I will be the role model that I want others to view me as. Just because I am young doesn’t mean I can’t inspire and be the very best of society. I know that there is no easy way to success, no straight path and that through adversity and hardship, I will only get stronger. For every time I get knocked down, every time I have my heart broken, every time I feel alone, lost or hopeless, that it’s just another opportunity to improve myself, learn and grow; my journey of self-improvement, all part of being the best me I can possibly be, because just like you have to tear muscle to get stronger, you have to go through pain and suffering to get stronger. I also, know that I am never truly alone, I have God with me, my family, Blue and my hopes and dreams for the future. I will not feed into my destruction, but into my destiny, for God has a plan for me, and I know that even though it might not be what I want in that moment in time, that there is something bigger and brighter yet to come and it’s all part of my life story and Gods plan.

I know that nothing is impossible with hard work, confidence, determination and faith in both myself and God.
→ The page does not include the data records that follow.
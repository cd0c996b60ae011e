//! In-memory order repository for the dev server and tests.

use std::collections::HashMap;
use std::sync::Arc;

use async_trait::async_trait;
use common::{Clock, OrderId, OrderNumber, SystemClock, UserId};
use tokio::sync::RwLock;

use crate::order::Order;
use crate::repository::{OrderFilter, OrderPatch, OrderRepository, RepositoryError, Result, UpdateGuard};

/// In-memory order repository.
///
/// Provides the same interface as the PostgreSQL implementation. The
/// conditional update runs guard check and patch under one write
/// lock, so concurrent settlements observe a real compare-and-set.
#[derive(Clone)]
pub struct InMemoryOrderRepository {
    orders: Arc<RwLock<HashMap<OrderId, Order>>>,
    clock: Arc<dyn Clock>,
}

impl InMemoryOrderRepository {
    /// Creates a new empty repository with the system clock.
    pub fn new() -> Self {
        Self::with_clock(Arc::new(SystemClock))
    }

    /// Creates a repository with an injected clock.
    pub fn with_clock(clock: Arc<dyn Clock>) -> Self {
        Self {
            orders: Arc::new(RwLock::new(HashMap::new())),
            clock,
        }
    }

    /// Returns the number of stored orders.
    pub async fn order_count(&self) -> usize {
        self.orders.read().await.len()
    }
}

impl Default for InMemoryOrderRepository {
    fn default() -> Self {
        Self::new()
    }
}

#[async_trait]
impl OrderRepository for InMemoryOrderRepository {
    async fn insert(&self, order: Order) -> Result<()> {
        let mut orders = self.orders.write().await;
        if orders.contains_key(&order.id) {
            return Err(RepositoryError::Duplicate(order.id.to_string()));
        }
        if orders
            .values()
            .any(|o| o.order_number == order.order_number)
        {
            return Err(RepositoryError::Duplicate(order.order_number.to_string()));
        }
        orders.insert(order.id, order);
        Ok(())
    }

    async fn find_by_id(&self, id: OrderId) -> Result<Option<Order>> {
        Ok(self.orders.read().await.get(&id).cloned())
    }

    async fn find_by_order_number(&self, number: &OrderNumber) -> Result<Option<Order>> {
        Ok(self
            .orders
            .read()
            .await
            .values()
            .find(|o| &o.order_number == number)
            .cloned())
    }

    async fn find_by_user(&self, user_id: UserId) -> Result<Vec<Order>> {
        let orders = self.orders.read().await;
        let mut result: Vec<Order> = orders
            .values()
            .filter(|o| o.user_id == user_id)
            .cloned()
            .collect();
        result.sort_by(|a, b| b.created_at.cmp(&a.created_at));
        Ok(result)
    }

    async fn list(&self, filter: OrderFilter) -> Result<Vec<Order>> {
        let orders = self.orders.read().await;
        let mut result: Vec<Order> = orders
            .values()
            .filter(|o| filter.matches(o))
            .cloned()
            .collect();
        result.sort_by(|a, b| b.created_at.cmp(&a.created_at));
        Ok(result)
    }

    async fn conditional_update(
        &self,
        id: OrderId,
        guard: UpdateGuard,
        patch: OrderPatch,
    ) -> Result<bool> {
        let mut orders = self.orders.write().await;
        let Some(order) = orders.get_mut(&id) else {
            return Ok(false);
        };

        if !guard.matches(order) {
            return Ok(false);
        }

        patch.apply(order, self.clock.now());
        Ok(true)
    }
}
//! Per-method mock payment gateway.
//!
//! Dispatch is an exhaustive match over the closed `PaymentMethod`
//! enum. Two sentinel card numbers trigger deterministic failures so
//! the decline paths stay testable without real gateway access.

use std::sync::Arc;
use std::time::Duration;

use common::{Clock, Money, SystemClock};
use orders::PaymentMethod;
use serde::Serialize;
use uuid::Uuid;

use crate::latency::{Latency, TokioLatency};
use crate::validate::{FieldError, PaymentDetails, validate_details};

/// Sentinel card number that is always declined.
pub const CARD_DECLINED: &str = "4000000000000002";

/// Sentinel card number that always reports an expired card.
pub const CARD_EXPIRED: &str = "4000000000000069";

/// Successful gateway charge.
#[derive(Debug, Clone)]
pub struct GatewayApproval {
    /// Opaque settlement reference, unique per attempt.
    pub reference: String,
}

/// Structured gateway failure. Leaves the order untouched.
#[derive(Debug, Clone, PartialEq, Eq)]
pub enum GatewayDecline {
    Declined,
    Expired,
    MissingFields(Vec<FieldError>),
}

/// Static description of a supported method for `GET /payments/methods`.
#[derive(Debug, Clone, Serialize)]
pub struct MethodInfo {
    pub method: PaymentMethod,
    pub display_name: &'static str,
    pub fee: Money,
}

/// Returns the supported methods with their associated fees.
pub fn supported_methods() -> Vec<MethodInfo> {
    vec![
        MethodInfo {
            method: PaymentMethod::CreditCard,
            display_name: "Credit card",
            fee: Money::zero(),
        },
        MethodInfo {
            method: PaymentMethod::BankTransfer,
            display_name: "Bank transfer",
            fee: Money::zero(),
        },
        MethodInfo {
            method: PaymentMethod::CashOnDelivery,
            display_name: "Cash on delivery",
            fee: Money::from_cents(150),
        },
    ]
}

/// Mock gateway with injectable latency and clock.
#[derive(Clone)]
pub struct MockGateway {
    latency: Arc<dyn Latency>,
    clock: Arc<dyn Clock>,
}

impl MockGateway {
    /// Creates a gateway with real (bounded) latency and the system clock.
    pub fn new() -> Self {
        Self::with_parts(Arc::new(TokioLatency), Arc::new(SystemClock))
    }

    /// Creates a gateway with injected latency and clock.
    pub fn with_parts(latency: Arc<dyn Latency>, clock: Arc<dyn Clock>) -> Self {
        Self { latency, clock }
    }

    /// Attempts to charge `amount` using the given method and details.
    ///
    /// Side-effect-free until the caller records the outcome; a decline
    /// carries a structured reason and changes nothing.
    pub async fn charge(
        &self,
        method: PaymentMethod,
        details: &PaymentDetails,
        amount: Money,
    ) -> Result<GatewayApproval, GatewayDecline> {
        let errors = validate_details(method, details, self.clock.now());
        if !errors.is_empty() {
            return Err(GatewayDecline::MissingFields(errors));
        }

        match method {
            PaymentMethod::CreditCard => {
                self.latency.pause(Duration::from_millis(300)).await;

                match details.card_number.as_deref() {
                    Some(CARD_DECLINED) => return Err(GatewayDecline::Declined),
                    Some(CARD_EXPIRED) => return Err(GatewayDecline::Expired),
                    _ => {}
                }

                tracing::debug!(%amount, "mock credit card charge approved");
                Ok(Self::approval())
            }
            PaymentMethod::BankTransfer => {
                // Banks settle asynchronously; failure is rare and
                // reported out-of-band, so presence of the fields is
                // enough for the mock to approve.
                self.latency.pause(Duration::from_millis(1200)).await;
                tracing::debug!(%amount, "mock bank transfer accepted");
                Ok(Self::approval())
            }
            PaymentMethod::CashOnDelivery => {
                // Settles at delivery; this call only records intent.
                self.latency.pause(Duration::from_millis(50)).await;
                Ok(Self::approval())
            }
        }
    }

    fn approval() -> GatewayApproval {
        GatewayApproval {
            reference: format!("PAY-{}", Uuid::new_v4().simple()),
        }
    }
}

impl Default for MockGateway {
    fn default() -> Self {
        Self::new()
    }
}

#[cfg(test)]
mod tests {
    use super::*;
    use crate::latency::NoLatency;
    use chrono::{TimeZone, Utc};
    use common::FixedClock;

    fn gateway() -> MockGateway {
        let now = Utc.with_ymd_and_hms(2026, 8, 26, 0, 0, 0).unwrap();
        MockGateway::with_parts(Arc::new(NoLatency), Arc::new(FixedClock(now)))
    }

    fn card(number: &str) -> PaymentDetails {
        PaymentDetails {
            card_number: Some(number.to_string()),
            card_holder: Some("Ada Lovelace".to_string()),
            expiry_month: Some(12),
            expiry_year: Some(2027),
            cvv: Some("123".to_string()),
            ..PaymentDetails::default()
        }
    }

    #[tokio::test]
    async fn test_valid_card_is_approved() {
        let approval = gateway()
            .charge(
                PaymentMethod::CreditCard,
                &card("4111111111111111"),
                Money::from_cents(19998),
            )
            .await
            .unwrap();
        assert!(approval.reference.starts_with("PAY-"));
    }

    #[tokio::test]
    async fn test_sentinel_cards_fail_deterministically() {
        let gw = gateway();
        let declined = gw
            .charge(
                PaymentMethod::CreditCard,
                &card(CARD_DECLINED),
                Money::from_cents(100),
            )
            .await;
        assert_eq!(declined.unwrap_err(), GatewayDecline::Declined);

        let expired = gw
            .charge(
                PaymentMethod::CreditCard,
                &card(CARD_EXPIRED),
                Money::from_cents(100),
            )
            .await;
        assert_eq!(expired.unwrap_err(), GatewayDecline::Expired);
    }

    #[tokio::test]
    async fn test_missing_fields_are_reported_before_latency() {
        let result = gateway()
            .charge(
                PaymentMethod::CreditCard,
                &PaymentDetails::default(),
                Money::from_cents(100),
            )
            .await;
        assert!(matches!(result, Err(GatewayDecline::MissingFields(_))));
    }

    #[tokio::test]
    async fn test_bank_transfer_succeeds_with_fields_present() {
        let details = PaymentDetails {
            account_number: Some("1234567890".to_string()),
            routing_number: Some("12345678".to_string()),
            ..PaymentDetails::default()
        };
        let approval = gateway()
            .charge(PaymentMethod::BankTransfer, &details, Money::from_cents(100))
            .await
            .unwrap();
        assert!(approval.reference.starts_with("PAY-"));
    }

    #[tokio::test]
    async fn test_cash_on_delivery_always_succeeds() {
        let approval = gateway()
            .charge(
                PaymentMethod::CashOnDelivery,
                &PaymentDetails::default(),
                Money::from_cents(100),
            )
            .await
            .unwrap();
        assert!(approval.reference.starts_with("PAY-"));
    }

    #[tokio::test]
    async fn test_references_are_unique_per_attempt() {
        let gw = gateway();
        let a = gw
            .charge(
                PaymentMethod::CashOnDelivery,
                &PaymentDetails::default(),
                Money::from_cents(100),
            )
            .await
            .unwrap();
        let b = gw
            .charge(
                PaymentMethod::CashOnDelivery,
                &PaymentDetails::default(),
                Money::from_cents(100),
            )
            .await
            .unwrap();
        assert_ne!(a.reference, b.reference);
    }

    #[test]
    fn test_supported_methods_cover_the_enum() {
        let methods = supported_methods();
        assert_eq!(methods.len(), PaymentMethod::ALL.len());
    }
}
I don’t need a miracle, I just need to remain focused and on the path I choose to walk. I know I will fall, stumble, stray and hurt myself walking this path, it’s not an easy path I chose, but it’s the hard path that is always the most rewarding and God, my family and my fiery inner being/essence that is David J. Irizarry (DJ) will always be there to help me get back up and I will not stop until I am either dead or I fall off the planet! If I can leave one thing behind, I want it to be the message that nothing is impossible and that life truly is what you make of it, that’s what I want my life story to be about and what I leave behind for all those after me.